Belanda Saja Tak Berani Mengotak-atik Tanah Wakaf Blang Padang
Oleh: H. Abdul Gani Isa
Ketua Badan Wakaf Indonesia (BWI) Aceh
SAYA sering menerima pesan baik melalui HP, WhatsApp, dan lainnya yang menanyakan status tanah Blang Padang, yang selama ini viral di media sosial seperti “Blang Padang Milik Siapa”, Blang Padang Bukan Milik TNI”, “Blang Padang Bukan Milik Pemerintah Aceh”.
Tulisan lain juga kita baca “Kembalikan Tanah Blang Padang ke Masjid Raya Baiturrahman”.
Sebagai Ketua Badan Wakaf Indonesia (BWI) Perwakilan Aceh, saya terus dan ingin mencari, menggali informasi, setidaknya bisa memberi jawaban tentang status dan kedudukan tanah Blang Padang, siapa pemilik, yang berhak mengelola, dan mengurusnya.
Fakta Sejarah
Dalam buku yang ditulis Van Langen disebutkan, Blang Padang dan Blang Punge merupakan umeung musara (tanah wakaf) Masjid Raya.
Karel Frederik Hendrik Van Langen, salah seorang pegawai pemerintah Belanda yang diperbantukan di kantor Gubernur Aceh dan daerah taklukannya tahun 1879.
”Tanah wakaf ini tidak boleh diperjualbelikan atau dijadikan harta warisan dan tidak ada pihak yang dapat menggangu gugat status keberadaan hak miliknya.”
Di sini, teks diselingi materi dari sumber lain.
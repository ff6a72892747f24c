//! Shell completions

use clap::{Args, CommandFactory};
use clap_complete::Shell;
use tracing::info;

use crate::cli::Cli;
use crate::exit_codes;

/// Print a shell completion script to stdout
#[derive(Debug, Args)]
pub struct CompletionsCommand {
    /// Shell to generate completions for
    #[arg(value_enum)]
    pub shell: Shell,
}

impl CompletionsCommand {
    /// Execute the completions command
    pub fn execute(&self, _cli: &Cli) -> anyhow::Result<i32> {
        info!(shell = %self.shell, "executing completions command");
        self.write(&mut std::io::stdout());
        Ok(exit_codes::SUCCESS)
    }

    fn write(&self, out: &mut dyn std::io::Write) {
        clap_complete::generate(self.shell, &mut Cli::command(), "release-gate", out);
    }
}
//! Release Gate Core - decide whether a release is worth cutting
//!
//! This crate provides configuration, error handling, the changelog heading
//! scanner and the gate that sits in front of an external release tool
//! such as `standard-version`.

pub mod config;
pub mod error;
pub mod gate;
pub mod scan;
pub mod tool;

pub use error::{ConfigError, GateError, Result, ToolError};
pub use gate::{GateAction, GateDecision, GateOutcome, ReleaseGate};
pub use scan::{HeadingScanner, ReleaseScan};
pub use tool::{CommandTool, ReleaseStatus, ReleaseTool};
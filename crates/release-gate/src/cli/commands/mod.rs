//! CLI commands

mod check;
mod completions;
mod init;
mod release;

pub use check::CheckCommand;
pub use completions::CompletionsCommand;
pub use init::InitCommand;
pub use release::ReleaseCommand;
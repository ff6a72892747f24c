//! Release command

use clap::Args;
use tracing::{error, info};

use release_gate_core::{
    CommandTool, GateAction, GateOutcome, HeadingScanner, ReleaseGate, ReleaseTool,
};

use crate::cli::output;
use crate::cli::{Cli, OutputFormat};
use crate::exit_codes;

/// Run the release tool when the dry run finds release-worthy commits
#[derive(Debug, Default, Args)]
pub struct ReleaseCommand {}

impl ReleaseCommand {
    /// Execute the release command
    pub fn execute(&self, cli: &Cli) -> anyhow::Result<i32> {
        info!(force = cli.ignore_empty, "executing release command");
        let (config, config_path) = cli.load_config()?;

        if config_path.is_none() && cli.verbose && cli.show_text() {
            output::warning("No configuration found, using defaults.");
        }

        let scanner = HeadingScanner::from_config(&config.gate)?;
        let tool = CommandTool::new(config.tool.clone());
        run_gate(cli, &tool, scanner)
    }
}

/// Drive the gate against a release tool and report progress
pub(crate) fn run_gate<T: ReleaseTool>(
    cli: &Cli,
    tool: &T,
    scanner: HeadingScanner,
) -> anyhow::Result<i32> {
    let gate = ReleaseGate::new(tool).with_scanner(scanner);

    if cli.show_text() {
        println!("Checking for release-worthy commits...");
    }

    let decision = match gate.evaluate(cli.ignore_empty) {
        Ok(decision) => decision,
        Err(e) => {
            error!(error = %e, "dry run failed");
            output::error(&format!("Error creating release: {}", e));
            return Ok(exit_codes::ERROR);
        }
    };

    if cli.show_text() {
        match decision.action {
            GateAction::Skip => {
                println!("No release-worthy commits found. Skipping version bump.");
            }
            GateAction::ForcedRelease => {
                println!("Forcing release despite no changelog content (--ignore-empty)...");
            }
            GateAction::Release => {
                if cli.verbose {
                    let sections: Vec<String> = decision
                        .scan
                        .sections
                        .iter()
                        .map(|s| output::section(s))
                        .collect();
                    println!("{}", output::key_value("Sections", &sections.join(", ")));
                }
                println!("Commits detected proceeding with creation of new release...");
            }
        }
    }

    let action = decision.action;
    let outcome = gate.execute(decision)?;
    let code = outcome.exit_code();

    // stdout belongs to the release tool once it has run
    if cli.format == OutputFormat::Json {
        eprintln!("{}", serde_json::to_string_pretty(&release_report(action, &outcome))?);
    }

    Ok(code)
}

/// JSON report written to stderr by `release --format json`
fn release_report(action: GateAction, outcome: &GateOutcome) -> serde_json::Value {
    let sections = match outcome {
        GateOutcome::Skipped { scan } | GateOutcome::Released { scan, .. } => &scan.sections,
    };
    serde_json::json!({
        "action": action,
        "sections": sections,
        "released": action.releases(),
        "exit_code": outcome.exit_code(),
    })
}
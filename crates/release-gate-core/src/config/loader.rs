//! Configuration loading

use std::path::{Path, PathBuf};

use tracing::{debug, info, warn};

use crate::error::{ConfigError, Result};

use super::defaults::config_file_names;
use super::types::Config;
use super::validation::validate_config;

/// Load configuration from a file
pub fn load_config(path: &Path) -> Result<Config> {
    let format = if path.extension().is_some_and(|e| e == "toml") {
        "TOML"
    } else {
        "YAML"
    };
    info!(path = %path.display(), format, "loading config");

    let content = std::fs::read_to_string(path).map_err(ConfigError::Io)?;

    let config: Config = if format == "TOML" {
        toml::from_str(&content).map_err(ConfigError::TomlError)?
    } else {
        serde_yaml::from_str(&content).map_err(ConfigError::YamlError)?
    };

    validate_config(&config)?;
    debug!(path = %path.display(), "config loaded and validated");
    Ok(config)
}

/// Find configuration file in directory or parent directories.
///
/// At each directory level the search checks:
///   1. `<dir>/<name>`          (e.g. `release-gate.toml`)
///   2. `<dir>/.github/<name>`  (e.g. `.github/release-gate.toml`)
///
/// The first match wins. Parents are walked until the filesystem root.
pub fn find_config(start_dir: &Path) -> Option<PathBuf> {
    debug!(start_dir = %start_dir.display(), "searching for config file");
    let mut current = start_dir.to_path_buf();

    loop {
        for name in config_file_names() {
            let config_path = current.join(name);
            if config_path.is_file() {
                info!(path = %config_path.display(), "found config file");
                return Some(config_path);
            }

            let github_path = current.join(".github").join(name);
            if github_path.is_file() {
                info!(path = %github_path.display(), "found config file in .github/");
                return Some(github_path);
            }
        }

        if !current.pop() {
            break;
        }
    }

    debug!("no config file found");
    None
}

/// Load configuration or use defaults.
///
/// Only a missing file falls back to defaults. A file that exists but fails
/// to parse or validate is reported as an error.
pub fn load_config_or_default(dir: &Path) -> Result<(Config, Option<PathBuf>)> {
    match find_config(dir) {
        Some(path) => {
            let config = load_config(&path)?;
            Ok((config, Some(path)))
        }
        None => {
            warn!(dir = %dir.display(), "no config found, using defaults");
            Ok((Config::default(), None))
        }
    }
}

#[cfg(test)]
mod tests {
    use super::*;
    use tempfile::TempDir;

    #[test]
    fn test_find_config_toml() {
        let temp = TempDir::new().unwrap();
        let config_path = temp.path().join("release-gate.toml");
        std::fs::write(&config_path, "[tool]\nprogram = \"npx\"").unwrap();

        let found = find_config(temp.path());
        assert_eq!(found, Some(config_path));
    }

    #[test]
    fn test_find_config_prefers_toml_over_yaml() {
        let temp = TempDir::new().unwrap();
        let toml_path = temp.path().join("release-gate.toml");
        let yaml_path = temp.path().join("release-gate.yaml");
        std::fs::write(&toml_path, "[tool]\nprogram = \"npx\"").unwrap();
        std::fs::write(&yaml_path, "tool:\n  program: npx").unwrap();

        let found = find_config(temp.path()).unwrap();
        assert_eq!(found, toml_path);
    }

    #[test]
    fn test_find_config_in_github_dir() {
        let temp = TempDir::new().unwrap();
        let github_dir = temp.path().join(".github");
        std::fs::create_dir_all(&github_dir).unwrap();
        let config_path = github_dir.join("release-gate.yaml");
        std::fs::write(&config_path, "tool:\n  program: npx").unwrap();

        let found = find_config(temp.path());
        assert_eq!(found, Some(config_path));
    }

    #[test]
    fn test_find_config_walks_up() {
        let temp = TempDir::new().unwrap();
        let config_path = temp.path().join(".release-gate.toml");
        std::fs::write(&config_path, "").unwrap();
        let nested = temp.path().join("packages").join("web");
        std::fs::create_dir_all(&nested).unwrap();

        let found = find_config(&nested).unwrap();
        assert_eq!(found, config_path);
    }

    #[test]
    fn test_load_config_toml() {
        let temp = TempDir::new().unwrap();
        let config_path = temp.path().join("release-gate.toml");
        std::fs::write(
            &config_path,
            "[tool]\nprogram = \"pnpm\"\nargs = [\"exec\", \"standard-version\"]\n\n[gate]\nsections = [\"Features\"]\n",
        )
        .unwrap();

        let config = load_config(&config_path).unwrap();
        assert_eq!(config.tool.program, "pnpm");
        assert_eq!(config.tool.args, vec!["exec", "standard-version"]);
        assert_eq!(config.gate.sections, vec!["Features"]);
    }

    #[test]
    fn test_load_config_yaml_types() {
        let temp = TempDir::new().unwrap();
        let config_path = temp.path().join("release-gate.yaml");
        std::fs::write(
            &config_path,
            "changelog:\n  types:\n    - type: feat\n      section: New Stuff\n    - type: chore\n      section: Chores\n      hidden: true\n",
        )
        .unwrap();

        let config = load_config(&config_path).unwrap();
        assert_eq!(config.changelog.types.len(), 2);
        assert_eq!(config.changelog.section_for("feat"), Some("New Stuff"));
        assert!(config.changelog.types[1].hidden);
    }

    #[test]
    fn test_load_config_rejects_invalid() {
        let temp = TempDir::new().unwrap();
        let config_path = temp.path().join("release-gate.toml");
        std::fs::write(&config_path, "[gate]\nheading_level = 9\n").unwrap();

        let err = load_config(&config_path).unwrap_err();
        assert!(err.is_config());
    }

    #[test]
    fn test_load_config_or_default_without_file() {
        let temp = TempDir::new().unwrap();
        let (config, path) = load_config_or_default(temp.path()).unwrap();
        assert!(path.is_none());
        assert_eq!(config.tool.program, "npx");
    }
}
//! External release tool invocation
//!
//! The release tool is run twice at most: once in dry-run mode with its
//! output captured, and once for real with the standard streams inherited.

use std::path::PathBuf;
use std::process::{Command, Stdio};

use tracing::{debug, info, warn};

use crate::config::ToolConfig;
use crate::error::{Result, ToolError};

/// Exit status of the real release run
#[derive(Debug, Clone, Copy, PartialEq, Eq)]
pub struct ReleaseStatus {
    /// Exit code, `None` when the process was killed by a signal
    pub code: Option<i32>,
}

impl ReleaseStatus {
    /// Whether the release tool exited successfully
    pub fn success(&self) -> bool {
        self.code == Some(0)
    }

    /// Exit code to propagate from this process
    pub fn exit_code(&self) -> i32 {
        self.code.unwrap_or(1)
    }
}

impl From<std::process::ExitStatus> for ReleaseStatus {
    fn from(status: std::process::ExitStatus) -> Self {
        Self {
            code: status.code(),
        }
    }
}

/// A changelog/release tool the gate can drive
pub trait ReleaseTool {
    /// Human-readable command line, for messages
    fn describe(&self, dry_run: bool) -> String;

    /// Run without persisting changes and return the combined output
    fn dry_run(&self) -> Result<String>;

    /// Run for real, letting the tool write directly to the console
    fn release(&self) -> Result<ReleaseStatus>;
}

/// Runs the release tool as a child process
#[derive(Debug, Clone)]
pub struct CommandTool {
    config: ToolConfig,
}

impl CommandTool {
    /// Create a tool runner from configuration
    pub fn new(config: ToolConfig) -> Self {
        Self { config }
    }

    /// Resolve the program on `PATH`, if it can be found there.
    ///
    /// Goes through `PATHEXT` on Windows, so `npx` finds `npx.cmd`. Relative
    /// paths resolve against the configured working directory.
    pub fn resolve_program(&self) -> Option<PathBuf> {
        match &self.config.working_dir {
            Some(dir) => {
                which::which_in(&self.config.program, std::env::var_os("PATH"), dir).ok()
            }
            None => which::which(&self.config.program).ok(),
        }
    }

    fn command(&self, dry_run: bool) -> Command {
        let program = match self.resolve_program() {
            Some(path) => {
                debug!(program = %self.config.program, path = %path.display(), "resolved program");
                path
            }
            None => PathBuf::from(&self.config.program),
        };

        let mut cmd = Command::new(program);
        cmd.args(&self.config.args);
        if dry_run && !self.config.dry_run_flag.is_empty() {
            cmd.arg(&self.config.dry_run_flag);
        }
        if let Some(dir) = &self.config.working_dir {
            cmd.current_dir(dir);
        }
        cmd
    }

    fn spawn_error(&self, dry_run: bool, source: std::io::Error) -> ToolError {
        if self.resolve_program().is_none() {
            warn!(program = %self.config.program, "program not found on PATH");
        }
        ToolError::Spawn {
            command: self.describe(dry_run),
            source,
        }
    }
}

impl ReleaseTool for CommandTool {
    fn describe(&self, dry_run: bool) -> String {
        self.config.display_command(dry_run)
    }

    fn dry_run(&self) -> Result<String> {
        let command = self.describe(true);
        info!(command = %command, "running release tool dry run");

        let output = self
            .command(true)
            .stdin(Stdio::null())
            .stdout(Stdio::piped())
            .stderr(Stdio::piped())
            .output()
            .map_err(|e| self.spawn_error(true, e))?;

        let stdout = String::from_utf8_lossy(&output.stdout);
        let stderr = String::from_utf8_lossy(&output.stderr);
        debug!(
            status = ?output.status.code(),
            stdout_len = stdout.len(),
            stderr_len = stderr.len(),
            "dry run finished"
        );

        match output.status.code() {
            Some(0) => Ok(format!("{}{}", stdout, stderr)),
            Some(code) => Err(ToolError::Failed {
                command,
                code,
                stderr: stderr.trim_end().to_string(),
            }
            .into()),
            None => Err(ToolError::Signal(command).into()),
        }
    }

    fn release(&self) -> Result<ReleaseStatus> {
        info!(command = %self.describe(false), "running release tool");

        let status = self
            .command(false)
            .stdin(Stdio::inherit())
            .stdout(Stdio::inherit())
            .stderr(Stdio::inherit())
            .status()
            .map_err(|e| self.spawn_error(false, e))?;

        debug!(status = ?status.code(), "release tool finished");
        Ok(status.into())
    }
}
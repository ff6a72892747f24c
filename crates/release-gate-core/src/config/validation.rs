//! Configuration validation

use std::collections::HashSet;

use tracing::debug;

use crate::error::{ConfigError, Result};

use super::types::Config;

/// Validate configuration
pub fn validate_config(config: &Config) -> Result<()> {
    debug!("validating configuration");
    validate_tool(config)?;
    validate_gate(config)?;
    validate_changelog(config)?;
    debug!("configuration validation passed");
    Ok(())
}

fn invalid(field: impl Into<String>, message: impl Into<String>) -> crate::GateError {
    ConfigError::InvalidValue {
        field: field.into(),
        message: message.into(),
    }
    .into()
}

fn validate_tool(config: &Config) -> Result<()> {
    if config.tool.program.trim().is_empty() {
        return Err(invalid("tool.program", "program cannot be empty"));
    }

    Ok(())
}

fn validate_gate(config: &Config) -> Result<()> {
    if config.gate.sections.is_empty() {
        return Err(invalid("gate.sections", "at least one section is required"));
    }

    for (i, section) in config.gate.sections.iter().enumerate() {
        if section.trim().is_empty() {
            return Err(invalid(
                format!("gate.sections[{}]", i),
                "section cannot be empty",
            ));
        }
    }

    if !(1..=6).contains(&config.gate.heading_level) {
        return Err(invalid("gate.heading_level", "must be between 1 and 6"));
    }

    Ok(())
}

fn validate_changelog(config: &Config) -> Result<()> {
    let mut seen = HashSet::new();

    for (i, entry) in config.changelog.types.iter().enumerate() {
        if entry.commit_type.trim().is_empty() {
            return Err(invalid(
                format!("changelog.types[{}].type", i),
                "commit type cannot be empty",
            ));
        }

        if entry.section.trim().is_empty() {
            return Err(invalid(
                format!("changelog.types[{}].section", i),
                "section cannot be empty",
            ));
        }

        if !seen.insert(entry.commit_type.as_str()) {
            return Err(invalid(
                format!("changelog.types[{}].type", i),
                format!("duplicate commit type '{}'", entry.commit_type),
            ));
        }
    }

    Ok(())
}
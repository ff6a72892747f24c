//! Output formatting utilities

use console::style;

/// Print a success message
pub fn success(message: &str) {
    println!("{} {}", style("✓").green().bold(), message);
}

/// Print an error message
pub fn error(message: &str) {
    eprintln!("{} {}", style("✗").red().bold(), message);
}

/// Print a warning message
pub fn warning(message: &str) {
    println!("{} {}", style("!").yellow().bold(), message);
}

/// Print an info message
pub fn info(message: &str) {
    println!("{} {}", style("→").blue(), message);
}

/// Create a styled header
pub fn header(text: &str) -> String {
    style(text).bold().to_string()
}

/// Create a styled key-value line
pub fn key_value(key: &str, value: &str) -> String {
    format!("  {}: {}", style(key).dim(), value)
}

/// Style a command line
pub fn command(text: &str) -> String {
    style(text).cyan().to_string()
}

/// Style a changelog section name
pub fn section(text: &str) -> String {
    style(text).green().bold().to_string()
}
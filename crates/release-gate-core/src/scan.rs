//! Changelog heading scanner
//!
//! Looks for release-worthy section headings (e.g. `### Features`) in the
//! text a release tool prints during a dry run.

use std::sync::LazyLock;

use regex::Regex;
use serde::Serialize;
use tracing::debug;

use crate::config::{GateConfig, DEFAULT_HEADING_LEVEL, DEFAULT_RELEASE_SECTIONS};
use crate::error::{ConfigError, Result};

static DEFAULT_SCANNER: LazyLock<HeadingScanner> = LazyLock::new(|| {
    HeadingScanner::new(DEFAULT_RELEASE_SECTIONS, DEFAULT_HEADING_LEVEL)
        .expect("Invalid default heading pattern")
});

/// Matches release-worthy changelog headings, case-insensitively
#[derive(Debug, Clone)]
pub struct HeadingScanner {
    pattern: Regex,
    sections: Vec<String>,
}

impl HeadingScanner {
    /// Build a scanner for the given section titles at a heading level
    pub fn new<S: AsRef<str>>(sections: &[S], heading_level: u8) -> Result<Self> {
        let sections: Vec<String> = sections.iter().map(|s| s.as_ref().to_string()).collect();
        let alternation = sections
            .iter()
            .map(|s| regex::escape(s))
            .collect::<Vec<_>>()
            .join("|");
        let source = format!(
            "(?i){} ({})",
            "#".repeat(usize::from(heading_level)),
            alternation
        );
        debug!(pattern = %source, "compiling heading pattern");

        let pattern = Regex::new(&source).map_err(ConfigError::Pattern)?;
        Ok(Self { pattern, sections })
    }

    /// Build a scanner from the gate configuration
    pub fn from_config(config: &GateConfig) -> Result<Self> {
        Self::new(config.sections.as_slice(), config.heading_level)
    }

    /// The compiled pattern source
    pub fn pattern(&self) -> &str {
        self.pattern.as_str()
    }

    /// Scan tool output for release-worthy headings
    pub fn scan(&self, output: &str) -> ReleaseScan {
        let mut sections: Vec<String> = Vec::new();

        for caps in self.pattern.captures_iter(output) {
            let Some(found) = caps.get(1) else { continue };
            let name = self.canonical(found.as_str());
            if !sections.contains(&name) {
                sections.push(name);
            }
        }

        debug!(matched = sections.len(), "scanned dry-run output");
        ReleaseScan { sections }
    }

    /// Map a matched heading back to the configured spelling
    fn canonical(&self, matched: &str) -> String {
        self.sections
            .iter()
            .find(|s| s.to_lowercase() == matched.to_lowercase())
            .cloned()
            .unwrap_or_else(|| matched.to_string())
    }
}

impl Default for HeadingScanner {
    fn default() -> Self {
        DEFAULT_SCANNER.clone()
    }
}

/// Outcome of scanning a dry run
#[derive(Debug, Clone, Default, PartialEq, Eq, Serialize)]
pub struct ReleaseScan {
    /// Release-worthy sections found, in order of first appearance
    pub sections: Vec<String>,
}

impl ReleaseScan {
    /// Whether the dry run would produce any release-worthy changelog content
    pub fn has_release_content(&self) -> bool {
        !self.sections.is_empty()
    }
}
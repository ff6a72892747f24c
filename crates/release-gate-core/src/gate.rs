//! Release gate
//!
//! Decides whether a release should be cut by dry-running the release tool
//! and looking for release-worthy changelog sections in its output:
//!
//! - headings found: release
//! - nothing found, force flag set: release anyway
//! - nothing found, no force flag: skip
//!
//! A failing dry run is an error and never leads to a release.

use serde::Serialize;
use tracing::{debug, info};

use crate::error::Result;
use crate::scan::{HeadingScanner, ReleaseScan};
use crate::tool::{ReleaseStatus, ReleaseTool};

/// What the gate decided to do after the dry run
#[derive(Debug, Clone, Copy, PartialEq, Eq, Serialize)]
#[serde(rename_all = "snake_case")]
pub enum GateAction {
    /// No release-worthy content; do nothing
    Skip,
    /// Release-worthy content found
    Release,
    /// No release-worthy content, released because of the force flag
    ForcedRelease,
}

impl GateAction {
    /// Whether the mutating release run should happen
    pub fn releases(&self) -> bool {
        !matches!(self, Self::Skip)
    }
}

/// Result of evaluating a dry run
#[derive(Debug, Clone, PartialEq, Eq, Serialize)]
pub struct GateDecision {
    /// The chosen action
    pub action: GateAction,
    /// What the dry run contained
    pub scan: ReleaseScan,
}

impl GateDecision {
    /// Decide from a scan and the force flag
    pub fn from_scan(scan: ReleaseScan, force: bool) -> Self {
        let action = if scan.has_release_content() {
            GateAction::Release
        } else if force {
            GateAction::ForcedRelease
        } else {
            GateAction::Skip
        };
        Self { action, scan }
    }
}

/// Final outcome of a gate run
#[derive(Debug, Clone, PartialEq, Eq)]
pub enum GateOutcome {
    /// Nothing to release; the release tool was not run for real
    Skipped { scan: ReleaseScan },
    /// The release tool ran for real
    Released {
        scan: ReleaseScan,
        forced: bool,
        status: ReleaseStatus,
    },
}

impl GateOutcome {
    /// Exit code this process should end with
    pub fn exit_code(&self) -> i32 {
        match self {
            Self::Skipped { .. } => 0,
            Self::Released { status, .. } => status.exit_code(),
        }
    }
}

/// Gate in front of a release tool
pub struct ReleaseGate<'a, T: ReleaseTool> {
    tool: &'a T,
    scanner: HeadingScanner,
}

impl<'a, T: ReleaseTool> ReleaseGate<'a, T> {
    /// Create a gate using the default release-worthy headings
    pub fn new(tool: &'a T) -> Self {
        Self {
            tool,
            scanner: HeadingScanner::default(),
        }
    }

    /// Use a custom heading scanner
    pub fn with_scanner(mut self, scanner: HeadingScanner) -> Self {
        self.scanner = scanner;
        self
    }

    /// Dry-run the tool and scan its output
    pub fn check(&self) -> Result<ReleaseScan> {
        let output = self.tool.dry_run()?;
        let scan = self.scanner.scan(&output);
        debug!(sections = ?scan.sections, "dry run scanned");
        Ok(scan)
    }

    /// Dry-run the tool and decide whether to release
    pub fn evaluate(&self, force: bool) -> Result<GateDecision> {
        let decision = GateDecision::from_scan(self.check()?, force);
        info!(action = ?decision.action, force, "gate evaluated");
        Ok(decision)
    }

    /// Carry out a decision; only non-skip decisions touch the tool
    pub fn execute(&self, decision: GateDecision) -> Result<GateOutcome> {
        match decision.action {
            GateAction::Skip => Ok(GateOutcome::Skipped {
                scan: decision.scan,
            }),
            action => {
                let status = self.tool.release()?;
                info!(code = ?status.code, "release finished");
                Ok(GateOutcome::Released {
                    scan: decision.scan,
                    forced: action == GateAction::ForcedRelease,
                    status,
                })
            }
        }
    }

    /// Evaluate and execute in one step
    pub fn run(&self, force: bool) -> Result<GateOutcome> {
        let decision = self.evaluate(force)?;
        self.execute(decision)
    }
}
Belanda saja tidak berani mengotak-atik tanah wakaf itu, mengapa ada pihak-pihak tertentu yang berbuat lebih dari sepak terjang Belanda?
Status Hukum Wakaf
Dalam rapat tanggal 27 Maret 2023 di Kantor Gubernur Aceh, yang secara khusus membicarakan pengembalian tanah Blang Padang kepada pemilik yang sebenarnya, dihadiri sejumlah undangan terdiri dari instansi terkait menyepakati tanah Blang Padang adalah adalah tanah wakaf yang diberikan oleh sultan untuk membiayai kesejahteraan para imam dan lainnya yang bertugas di Masjid Raya Baiturrahman.
Kesepakatan itu diambil setelah mendengar penjelasan Kepala Badan Pengelola Keuangan Aceh, yang secara khusus ditugaskan ke Leiden Belanda bersama Kepala BAPPEDA Aceh untuk menelusuri dan mencari data tambahan.
Dalam peta yang diperlihatkan jelas terlihat bahwa lokasi Tanah Blang Padang dan Tanah Blang Punge tidak ada bendera KNIL.
Ini menunjukkan kedua lokasi tersebut diakui oleh penjajah bukan miliknya.